А я продолжал колесить по стране. Помню, был в Уфе на конференции, готовился к докладу. Вдруг телефонный звонок от министра: «Прошу вас немедленно вылететь в Минск!» Оказалось, заболел 1-й секретарь ЦК КП Белоруссии Мазуров. Поэтому когда в 1971 году мне в очередной раз позвонили из министерства, я не удивился. Однако на этот раз министр встретил меня словами: «Я очень рад, что вы согласились быть директором института эпидемиологии! Впрочем, это особого значения не имеет, потому что мы вас вчера утвердили на коллегии». И я вплотную занялся эпидемиологией. Объехал практически весь Советский Союз и страны Ближнего Востока. Помню, мы изучали эпидемии модного сейчас энтеровируса – в Болгарии, Бурятии, Монголии. А возбудитель выделить не могли. Позже его обнаружили австралийские вирусологи. Много раз я бывал во Вьетнаме – мы даже написали книгу вместе с заместителем тамошнего министра здравоохранения профессором Ами. Каких только инфекций не было в этой стране! В 70-е годы там свирепствовала чума. Вот однажды обедаем мы в соломенной хижине на одной из каучуковых плантаций. Вдруг сверху на потолке слышится какая-то возня и на пол падает крыса. По виду – чумная. Известный эпидемиолог Владимир Николаевич Никифоров, рассказывая эту историю, всегда немного приукрашивал для пущего эффекта: мол, она упала не на пол, а на стол.

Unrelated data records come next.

// src/hero/src/actor.rs
use serde::{Deserialize, Serialize};

/// What an actor can do beyond the shared combat record.
#[derive(Copy, Clone, Debug, PartialEq, Eq, Serialize, Deserialize)]
pub enum Role {
    /// Casts from the menu and the spell list, grows through the shop.
    Player,
    /// Acts through the monster turn policy. `portrait` picks its picture.
    Monster { portrait: u8 },
}

/// 战斗角色（玩家与怪物共用）
#[derive(Clone, Debug, PartialEq, Eq, Serialize, Deserialize)]
pub struct Actor {
    pub name: String,
    pub max_hp: u32,
    pub hp: u32,
    pub max_mp: u32,
    pub mp: u32,
    pub attack: u32,
    pub speed: u32,
    /// Immune to FIRE.
    pub resist: bool,
    /// Gold paid out when defeated.
    pub reward_gold: u32,
    pub role: Role,
}

impl Actor {
    /// Fresh player at full HP/MP.
    pub fn player(name: impl Into<String>, max_hp: u32, max_mp: u32, attack: u32, speed: u32) -> Self {
        Self {
            name: name.into(),
            max_hp,
            hp: max_hp,
            max_mp,
            mp: max_mp,
            attack,
            speed,
            resist: false,
            reward_gold: 0,
            role: Role::Player,
        }
    }

    pub fn is_player(&self) -> bool {
        self.role == Role::Player
    }

    pub fn is_alive(&self) -> bool {
        self.hp > 0
    }

    /// Applies damage, flooring HP at zero. Returns the HP actually lost.
    pub fn take_damage(&mut self, amount: u32) -> u32 {
        let lost = amount.min(self.hp);
        self.hp -= lost;
        lost
    }

    /// Restores HP up to the maximum. Returns the HP actually restored.
    pub fn heal(&mut self, amount: u32) -> u32 {
        let restored = amount.min(self.max_hp.saturating_sub(self.hp));
        self.hp += restored;
        restored
    }

    /// Spends MP if enough is available.
    pub fn spend_mp(&mut self, cost: u32) -> bool {
        if cost > self.mp {
            return false;
        }
        self.mp -= cost;
        true
    }

    pub fn restore_full(&mut self) {
        self.hp = self.max_hp;
        self.mp = self.max_mp;
    }

    /// Speed as used by the ratio formulas; never zero.
    pub fn effective_speed(&self) -> f64 {
        f64::from(self.speed.max(1))
    }
}

#[cfg(test)]
mod tests {
    use super::*;
    use proptest::prelude::*;

    #[test]
    fn damage_floors_at_zero() {
        let mut a = Actor::player("You", 30, 6, 12, 12);
        assert_eq!(a.take_damage(10), 10);
        assert_eq!(a.take_damage(50), 20);
        assert_eq!(a.hp, 0);
        assert!(!a.is_alive());
    }

    #[test]
    fn spend_mp_refuses_overdraw() {
        let mut a = Actor::player("You", 30, 6, 12, 12);
        assert!(!a.spend_mp(7));
        assert_eq!(a.mp, 6);
        assert!(a.spend_mp(6));
        assert_eq!(a.mp, 0);
    }

    proptest! {
        #[test]
        fn heal_never_exceeds_missing_hp(max in 1u32..300, hp_frac in 0u32..=100, amount in 0u32..2000) {
            let mut a = Actor::player("You", max, 0, 1, 1);
            a.hp = max * hp_frac / 100;
            let missing = a.max_hp - a.hp;
            let restored = a.heal(amount);
            prop_assert!(restored <= missing);
            prop_assert!(a.hp <= a.max_hp);
        }
    }
}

Был я на эпидемиях менингококковой инфекции в Мали, Эфиопии, Монголии…
– Не страшно было рисковать здоровьем?
– Помню, приехали в Астрахань на эпидемию холеры. Первым делом я направился в инфекционный корпус, где лежали тяжелые больные. На крыльце меня встречают врачи во главе с заведующей отделением Ниной Вевюр. Все в противочумных костюмах, в очках и масках, в сапогах и резиновых перчатках. И это не такие перчатки, в которых сейчас моют посуду. Тонкой резины тогда не делали. Температура 40 градусов в тени. Первое, что я сделал, – пошел в палату как был, даже без халата. Долго смотрел больного. Нина тихонько ушла, вернулась уже не в сапогах, а в туфельках. Постепенно, один за другим, все медики сняли противочумные доспехи. Потом я стал разбирать с ними методы лечения, вдруг вижу: один врач вынимает сигарету, мнет ее в руках и сует в рот. Я тут же указал на него: а вот так можно заразиться! Руки-то немытые.
Совсем исключить риск было нельзя. Например, при чуме обязательно должен быть защитный костюм или хотя бы сапоги. Эпидемиологи это, конечно, знали. Ну а над неосведомленными могли и подшутить. Приезжаю я как-то вечером в клинику нашего института, смотрю: врачи сидят, смеются. Оказывается, приехал на консультацию известный нейрохирург, захотел поглядеть на больного столбняком, которого ни разу не видел. Мои ребята ждали его появления, умирая со смеху. Когда я увидел его, то тоже не сдержал улыбки: он был одет в полный противочумный костюм. Оказалось, профессор спросил их перед тем, как идти к пациенту: «Я не заражусь? А как же вы-то?» Они и нашлись: «Ну, мы ж привитые. А вам опасно. Давайте мы вас оденем как следует!» И вырядили его в полный противочумный костюм. Надо отдать ему должное – он не обиделся на шутку и смеялся вместе со всеми.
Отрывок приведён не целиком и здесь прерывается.